反转录聚合酶链反应检测猪繁殖与呼吸综合征病毒的研究

STUDIES ON THE DETECTION OF PORCINE PRODUCTIVE AND RESPIRATORY SYNDROME VIRUS(PRRSV) USING REVERSE TRANSCRIPTION POYMERASE CHAIN REACTION(RT-PCR)

本研究成功地建立了检测猪繁殖与呼吸综合征病毒 (PRRSV)的反转录 聚合酶链反应 (RT PCR)技术。根据PRRSV两个标准毒株 (美洲ATCCVR 2 332株及欧洲LV株 )膜蛋白和核衣壳蛋白的编码序列差异 ,自行设计合成了各自的引物 ,对两标准毒株及广州分离株 (CDG9512 )进行扩增 ,获得了预期长度约为 1kb的扩增片段。酶切鉴定 ,结果进一步证实两标准毒株间基因差异显著 ,分离株与美洲株更为接近 ,而不同于欧洲株。对猪伪狂犬病病毒、细小病毒、猪瘟病毒、传染性胃肠炎病毒、流行性腹泻病毒及空白对照进行扩增 ,结果均为阴性。该技术能检测到病毒达 10 2 .5TCID50的水平。表明RT PCR对PRRSV的检测不仅具有特异、敏感、快速诊断的优点 ,而且还可以对毒株的基因类型加以鉴别。在RT PCR技术检测PRRSV方法上也进行了改进与探讨。
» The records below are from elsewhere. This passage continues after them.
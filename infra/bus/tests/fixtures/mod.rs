#![allow(dead_code)]

use canopy_bus::{Delivery, DeliveryError, ExceptionHandler, MessageBus, Operation, TopicId};
use parking_lot::Mutex;
use std::fmt::Debug;
use std::sync::Arc;

canopy_bus::capability! {
    /// Capability shared by the integration tests.
    pub trait EventListener {
        fn on_event(&self, message: &str) -> Delivery;
    }
}

/// Ordered record of `(subscriber label, message)` pairs across all listeners.
#[derive(Debug, Default, Clone)]
pub struct Journal {
    entries: Arc<Mutex<Vec<(&'static str, String)>>>,
}

impl Journal {
    #[must_use]
    pub fn new() -> Self {
        Self::default()
    }

    /// A listener that records its label and succeeds.
    #[must_use]
    pub fn listener(&self, label: &'static str) -> Arc<dyn EventListener> {
        Arc::new(Listener { label, journal: self.clone(), outcome: Outcome::Succeed })
    }

    /// A listener that records its label and then returns an error.
    #[must_use]
    pub fn failing(&self, label: &'static str) -> Arc<dyn EventListener> {
        Arc::new(Listener { label, journal: self.clone(), outcome: Outcome::Fail })
    }

    /// A listener that records its label and then panics.
    #[must_use]
    pub fn panicking(&self, label: &'static str) -> Arc<dyn EventListener> {
        Arc::new(Listener { label, journal: self.clone(), outcome: Outcome::Panic })
    }

    #[must_use]
    pub fn labels(&self) -> Vec<&'static str> {
        self.entries.lock().iter().map(|(label, _)| *label).collect()
    }

    #[must_use]
    pub fn entries(&self) -> Vec<(&'static str, String)> {
        self.entries.lock().clone()
    }

    pub fn clear(&self) {
        self.entries.lock().clear();
    }

    fn record(&self, label: &'static str, message: &str) {
        self.entries.lock().push((label, message.to_owned()));
    }
}

#[derive(Debug, Clone, Copy)]
enum Outcome {
    Succeed,
    Fail,
    Panic,
}

#[derive(Debug)]
struct Listener {
    label: &'static str,
    journal: Journal,
    outcome: Outcome,
}

impl EventListener for Listener {
    fn on_event(&self, message: &str) -> Delivery {
        self.journal.record(self.label, message);
        match self.outcome {
            Outcome::Succeed => Ok(()),
            Outcome::Fail => Err(format!("{} failed", self.label).into()),
            Outcome::Panic => panic!("{} panicked", self.label),
        }
    }
}

/// One exception handler invocation, flattened to strings.
#[derive(Debug, Clone, PartialEq, Eq)]
pub struct Report {
    pub topic: String,
    pub operation: String,
    pub args: String,
    pub failures: Vec<String>,
    pub panics: usize,
}

/// Exception handler that keeps every report it receives.
#[derive(Debug, Default, Clone)]
pub struct RecordingHandler {
    reports: Arc<Mutex<Vec<Report>>>,
}

impl RecordingHandler {
    #[must_use]
    pub fn new() -> Self {
        Self::default()
    }

    #[must_use]
    pub fn reports(&self) -> Vec<Report> {
        self.reports.lock().clone()
    }
}

impl ExceptionHandler for RecordingHandler {
    fn handle(
        &self,
        topic: &TopicId,
        operation: &Operation,
        args: &[&dyn Debug],
        failures: &[DeliveryError],
    ) {
        self.reports.lock().push(Report {
            topic: topic.name().to_owned(),
            operation: operation.to_string(),
            args: format!("{args:?}"),
            failures: failures.iter().map(ToString::to_string).collect(),
            panics: failures.iter().filter(|f| f.is_panic()).count(),
        });
    }
}

/// Builds a linear tree `depth0 → depth1 → … → depth{len-1}`, root first.
#[must_use]
pub fn chain(len: usize) -> Vec<MessageBus> {
    let mut buses: Vec<MessageBus> = Vec::with_capacity(len);
    for depth in 0..len {
        let name = format!("depth{depth}");
        let bus = match buses.last() {
            Some(parent) => parent.child_named(name),
            None => MessageBus::named(name),
        };
        buses.push(bus);
    }
    buses
}
use crate::error::DeliveryError;
use crate::failure::ExceptionHandler;
use crate::publisher::{Operation, Publisher};
use crate::topic::{Topic, TopicId};
use fxhash::FxHashMap;
use parking_lot::RwLock;
use std::any::Any;
use std::borrow::Cow;
use std::fmt;
use std::fmt::Debug;
use std::sync::atomic::{AtomicU64, Ordering};
use std::sync::{Arc, Weak};
use tracing::{debug, trace};

static NEXT_BUS_ID: AtomicU64 = AtomicU64::new(1);

/// Copy-on-write subscriber list: publishing clones the outer `Arc`, never the list.
type SubscriberList<T> = Arc<Vec<Arc<T>>>;

type Slot = Box<dyn Any + Send + Sync>;

/// One node of the bus tree.
///
/// `MessageBus` is a cheap handle around shared state; clones refer to the same
/// node. A parent owns its children and never drops them, so a child keeps
/// receiving broadcasts after its last handle is gone. A child only refers back to
/// its parent. Every handle pins the root of its tree, which keeps all of the tree
/// alive until the last handle into it is dropped.
#[derive(Clone)]
pub struct MessageBus {
    inner: Arc<BusInner>,
    root: Arc<BusInner>,
}

pub(crate) struct BusInner {
    id: u64,
    name: Option<Cow<'static, str>>,
    parent: Option<Weak<BusInner>>,
    root: Weak<BusInner>,
    children: RwLock<Vec<Arc<BusInner>>>,
    subscribers: RwLock<FxHashMap<TopicId, Slot>>,
    publishers: RwLock<FxHashMap<TopicId, Arc<dyn Any + Send + Sync>>>,
    exception_handler: RwLock<Option<Arc<dyn ExceptionHandler>>>,
}

/// Configures a [`MessageBus`] node before it is attached to the tree.
///
/// # Examples
/// ```rust
/// use canopy_bus::MessageBus;
///
/// let app = MessageBus::builder().name("app").build();
/// let module = MessageBus::builder().name("module:auth").parent(&app).build();
///
/// assert_eq!(module.parent().as_ref(), Some(&app));
/// assert_eq!(app.children(), vec![module]);
/// ```
#[derive(Default)]
pub struct BusBuilder {
    name: Option<Cow<'static, str>>,
    parent: Option<MessageBus>,
    exception_handler: Option<Arc<dyn ExceptionHandler>>,
}

impl BusBuilder {
    /// Sets a display name used in logs and failure contexts.
    #[must_use]
    pub fn name(mut self, name: impl Into<Cow<'static, str>>) -> Self {
        self.name = Some(name.into());
        self
    }

    /// Attaches the new node under `parent`.
    #[must_use]
    pub fn parent(mut self, parent: &MessageBus) -> Self {
        self.parent = Some(parent.clone());
        self
    }

    /// Installs an exception handler on the new node.
    #[must_use]
    pub fn exception_handler(mut self, handler: impl ExceptionHandler + 'static) -> Self {
        self.exception_handler = Some(Arc::new(handler));
        self
    }

    /// Creates the node and registers it with its parent.
    #[must_use]
    pub fn build(self) -> MessageBus {
        let parent = self.parent;
        let inner = Arc::new_cyclic(|this| BusInner {
            id: NEXT_BUS_ID.fetch_add(1, Ordering::Relaxed),
            name: self.name,
            parent: parent.as_ref().map(|p| Arc::downgrade(&p.inner)),
            root: parent.as_ref().map_or_else(|| this.clone(), |p| Arc::downgrade(&p.root)),
            children: RwLock::new(Vec::new()),
            subscribers: RwLock::new(FxHashMap::default()),
            publishers: RwLock::new(FxHashMap::default()),
            exception_handler: RwLock::new(self.exception_handler),
        });

        let root = match &parent {
            Some(parent) => {
                parent.inner.children.write().push(Arc::clone(&inner));
                Arc::clone(&parent.root)
            },
            None => Arc::clone(&inner),
        };

        debug!(
            bus = %inner.label(),
            parent = parent.as_ref().map(|p| p.inner.label()).as_deref(),
            "Message bus created"
        );

        MessageBus { inner, root }
    }
}
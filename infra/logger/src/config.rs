use crate::error::LoggerError;
use std::path::PathBuf;
use tracing::level_filters::LevelFilter;
use tracing_appender::rolling::Rotation;
use tracing_subscriber::EnvFilter;

const DEFAULT_MAX_FILES: usize = 10;

/// Line format shared by the console and file layers.
#[derive(Debug, Default, Clone, Copy, PartialEq, Eq)]
pub enum LogFormat {
    /// Single-line human readable output.
    #[default]
    Compact,
    /// One JSON object per event.
    Json,
}

/// Settings collected by [`crate::LoggerBuilder`] and checked at `init`.
#[derive(Debug, Clone)]
pub struct LoggerConfig {
    pub name: String,
    pub level: LevelFilter,
    pub env_filter: Option<String>,
    pub console: bool,
    pub path: Option<PathBuf>,
    pub format: LogFormat,
    pub rotation: Rotation,
    pub max_files: usize,
}

impl Default for LoggerConfig {
    fn default() -> Self {
        Self {
            name: String::new(),
            level: LevelFilter::INFO,
            env_filter: None,
            console: true,
            path: None,
            format: LogFormat::Compact,
            rotation: Rotation::DAILY,
            max_files: DEFAULT_MAX_FILES,
        }
    }
}

impl LoggerConfig {
    /// Rejects settings that would produce no output or unusable file names.
    ///
    /// # Errors
    /// Returns [`LoggerError::InvalidConfiguration`] describing the first problem found.
    pub fn validate(&self) -> Result<(), LoggerError> {
        if self.name.trim().is_empty() {
            return Err(LoggerError::invalid("Logger name cannot be empty"));
        }
        if self.max_files == 0 {
            return Err(LoggerError::invalid("max_files must be greater than zero"));
        }
        if !self.console && self.path.is_none() {
            return Err(LoggerError::invalid(
                "No logging layers enabled. Enable console or file output.",
            ));
        }
        Ok(())
    }

    /// Builds the filter: the explicit directives when set, `RUST_LOG` otherwise, both
    /// on top of `level` as the default directive.
    ///
    /// # Errors
    /// Returns [`LoggerError::InvalidConfiguration`] if the explicit directives do not parse.
    pub fn env_filter(&self) -> Result<EnvFilter, LoggerError> {
        let builder = EnvFilter::builder().with_default_directive(self.level.into());
        match &self.env_filter {
            Some(directives) => builder.parse(directives).map_err(|e| {
                LoggerError::invalid(format!("Invalid env filter '{directives}': {e}"))
            }),
            None => Ok(builder.from_env_lossy()),
        }
    }
}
In this study,a RT PCR technique was successfully developed for detecting PRRSV.Two pairs of primers were designed and synthesized respectively,according to the variations between the putative membrane (M) protein and nucleoecapsid(N) protein genes of U.S. strain (ATCC VR 2332) and European strain (LV).Viral RNAs of two standard strains and Guangzhou isolate(CDG9512)were reverse transcripted and amplified by PCR,a single band with the expected size of about 1 kb was obtained.The result of restriction endonuclease analysis confirmed the existence of striking difference between the two standard strains and the genomic pattern of CDG9512 isolate was similar to that of U.S.strain but differ from European strain.No amplification was observed when using RNAs extracted from HCV,TGEV,PDEV and uninfected HS 2 H cell or DNAs from PPV and PRV.However,10 2.5 TCID50 PRRSV could be detected by the technique.These results demonstrated that RT PCR was not only a specific,sensitive and rapid method for diagnosis of PRRS,but also a way to differentiate the genotypes of various PRRSV isolates.In addition,the methods of RT PCR technique for detecting PRRSV were improved and tested.